Take the example of the dynamics of DJED on Liqwid Finance. Currently, there is 7,386,171.41 DJED supplied on Liqwid and 5,730,441.04 DJED borrowed, however the total circulating supply of DJED is 4,234,416.93. How is this possible? Well, this is because much, if not most, of the supply on Liqwid is in fact virtual debt. Someone supplied 1 DJED on Liqwid, lent it to a borrower, and then that borrower supplied that same 1 DJED back into Liqwid. So, from the protocol’s standpoint it has 2 DJED supplied even though it used the same 1 “real” DJED supplied twice. This is equivalent to saying that 1 real DJED was supplied and 1 virtual DJED was supplied.

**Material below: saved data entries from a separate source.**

//! Font source data structures and UFO conversion
//!
//! This module contains everything related to the font file being
//! processed: the decoupled point/contour model the geometry operators
//! work on, conversion to and from the norad UFO types, and the
//! naming-table metadata written before saving.

pub mod conversions;
pub mod metadata;
pub mod point;
pub mod snapshot;

// Explicit re-exports for public API
pub use metadata::{apply_naming, FontNaming};
pub use point::{PointData, PointType};
pub use snapshot::{ContourSnapshot, GlyphSnapshot};
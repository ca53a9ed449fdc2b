//! Corner rounding
//!
//! Replaces sharp line corners with a three-point curve approximation:
//! two on-curve points inset along the arms plus one off-curve control
//! point weighted toward the original corner. Corners whose arms are
//! too short for the size-based inset still get a gentle forced
//! rounding so no stray sharp corner survives.

use kurbo::Vec2;
use tracing::warn;

use crate::core::errors::EffectError;
use crate::effects::GlyphEffect;
use crate::font_source::{GlyphSnapshot, PointData, PointType};

/// Control-point weight on the original corner; keeps the curve close
/// to the corner rather than over-rounding.
const CORNER_WEIGHT: f64 = 3.0;
const WEIGHT_TOTAL: f64 = 5.0;
/// Interpolation factor for the forced rounding of short corners.
const TIGHT_CURVE_FACTOR: f64 = 4.0;

pub struct CornerRounder {
    /// Inset along each arm, radius-like
    size: f64,
    /// Shortest arm length for the size-based inset
    limit: f64,
}

impl CornerRounder {
    pub fn new(size: f64, limit: f64) -> Self {
        Self { size, limit }
    }

    /// Emit the rounded replacement for `p`, or `p` itself when it is
    /// not a roundable corner.
    fn roundify_corner(&self, out: &mut Vec<PointData>, p_p: PointData, p: PointData, p_n: PointData) {
        let v1 = Vec2::new(p_p.x - p.x, p_p.y - p.y);
        let v2 = Vec2::new(p_n.x - p.x, p_n.y - p.y);
        let d1 = v1.hypot();
        let d2 = v2.hypot();

        if d1 >= self.limit && d2 >= self.limit && p.typ == PointType::Line {
            if d1 <= f64::EPSILON || d2 <= f64::EPSILON {
                warn!(
                    x = p.x,
                    y = p.y,
                    "zero-length neighbor vector, leaving corner untouched"
                );
                out.push(p);
                return;
            }
            let bx = (p.x * (d1 - self.size) + p_p.x * self.size) / d1;
            let by = (p.y * (d1 - self.size) + p_p.y * self.size) / d1;
            let ax = (p.x * (d2 - self.size) + p_n.x * self.size) / d2;
            let ay = (p.y * (d2 - self.size) + p_n.y * self.size) / d2;
            self.emit_rounded(out, p, bx, by, ax, ay);
        } else if p.typ != PointType::OffCurve && p.typ != PointType::Curve {
            // Short arms: force a touch of rounding anyway
            let f = TIGHT_CURVE_FACTOR;
            let bx = (p.x * f + p_p.x) / (f + 1.0);
            let by = (p.y * f + p_p.y) / (f + 1.0);
            let ax = (p.x * f + p_n.x) / (f + 1.0);
            let ay = (p.y * f + p_n.y) / (f + 1.0);
            self.emit_rounded(out, p, bx, by, ax, ay);
        } else {
            // Already curved, or a control point
            out.push(p);
        }
    }

    fn emit_rounded(&self, out: &mut Vec<PointData>, p: PointData, bx: f64, by: f64, ax: f64, ay: f64) {
        let vx = (bx + p.x * CORNER_WEIGHT + ax) / WEIGHT_TOTAL;
        let vy = (by + p.y * CORNER_WEIGHT + ay) / WEIGHT_TOTAL;
        out.push(PointData::curve(bx, by).with_smooth(true));
        out.push(PointData::off_curve(vx, vy));
        out.push(PointData::curve(ax, ay).with_smooth(true));
    }
}

impl Default for CornerRounder {
    fn default() -> Self {
        Self::new(20.0, 40.0)
    }
}

impl GlyphEffect for CornerRounder {
    fn name(&self) -> &'static str {
        "corner-rounder"
    }

    fn apply(&self, mut glyph: GlyphSnapshot) -> Result<GlyphSnapshot, EffectError> {
        for contour in &mut glyph.contours {
            // All neighbor reads use the pre-pass point list
            let old = std::mem::take(&mut contour.points);
            let n = old.len();
            let mut out = Vec::with_capacity(n * 3);
            for i in 0..n {
                let p_p = old[(i + n - 1) % n];
                let p = old[i];
                let p_n = old[(i + 1) % n];
                self.roundify_corner(&mut out, p_p, p, p_n);
            }
            contour.points = out;
        }
        Ok(glyph)
    }
}
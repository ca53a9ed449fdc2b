//! Pipeline orchestration: target selection, fan-out over workers, and
//! deterministic write-back.

pub mod processor;
pub mod selector;

pub use processor::{FailurePolicy, FontProcessor, ProcessOptions, ProcessReport};
pub use selector::is_target;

Okay, so how can this be a bad thing?

Well, these assets supplied are virtual debt which has to be paid back and accumulate further interest the longer they are loaned out. A bad actor with enough capital could decide to lend a significant portion of the real DJED supply and subsequently repurchase this supply off of the market. The effect of the repurchase would be to greatly increase prices as well as increase the interest rate on the debt that they are now owed. Borrowers would then be forced to either pay the increased interest rates on their borrowed assets, buy them back at the newly inflated price, or risk having their collateral liquidated at a premium to the liquidators (of which the bad actor is eligible to partake in). Since there is nearly twice as much DJED supplied as is in circulation, this implies that if a “bank run” occurred on DJED of people trying to close their positions there would not be enough real DJED available in the entire ecosystem for everyone to do so at once.

Is this avoidable by charging interest in ADA instead?

The short answer is, yes. The potential for a bank run type event is far less likely with ADA for a couple of reasons, both stemming from it having higher liquidity. First, the amount of virtual debt relative to real assets is much lower. Second, the amount of capital a bad actor would need to corner a substantial fraction of the marketplace to initiate and benefit from such an event is much higher.

What does this all have to do with Indigo?

Interest is an important tool for the DAO and it’s important to understand the pros and cons of choosing to have interest be charged in iAssets or in ADA. For instance, it would be much simpler for the DAO to get a more complete picture of an iAsset’s ecosystem if it’s individuals did not have to track down or estimate how much virtual debt exists and what economic effects that debt can have on the ecosystem. Unfortunately, even if the Indigo DAO chooses not to create iAsset virtual debt, they cannot prevent it from being created on other protocols. It would be advantageous, however, if this virtual debt was more of a perturbation to the real ecosystem rather than a significant part of it.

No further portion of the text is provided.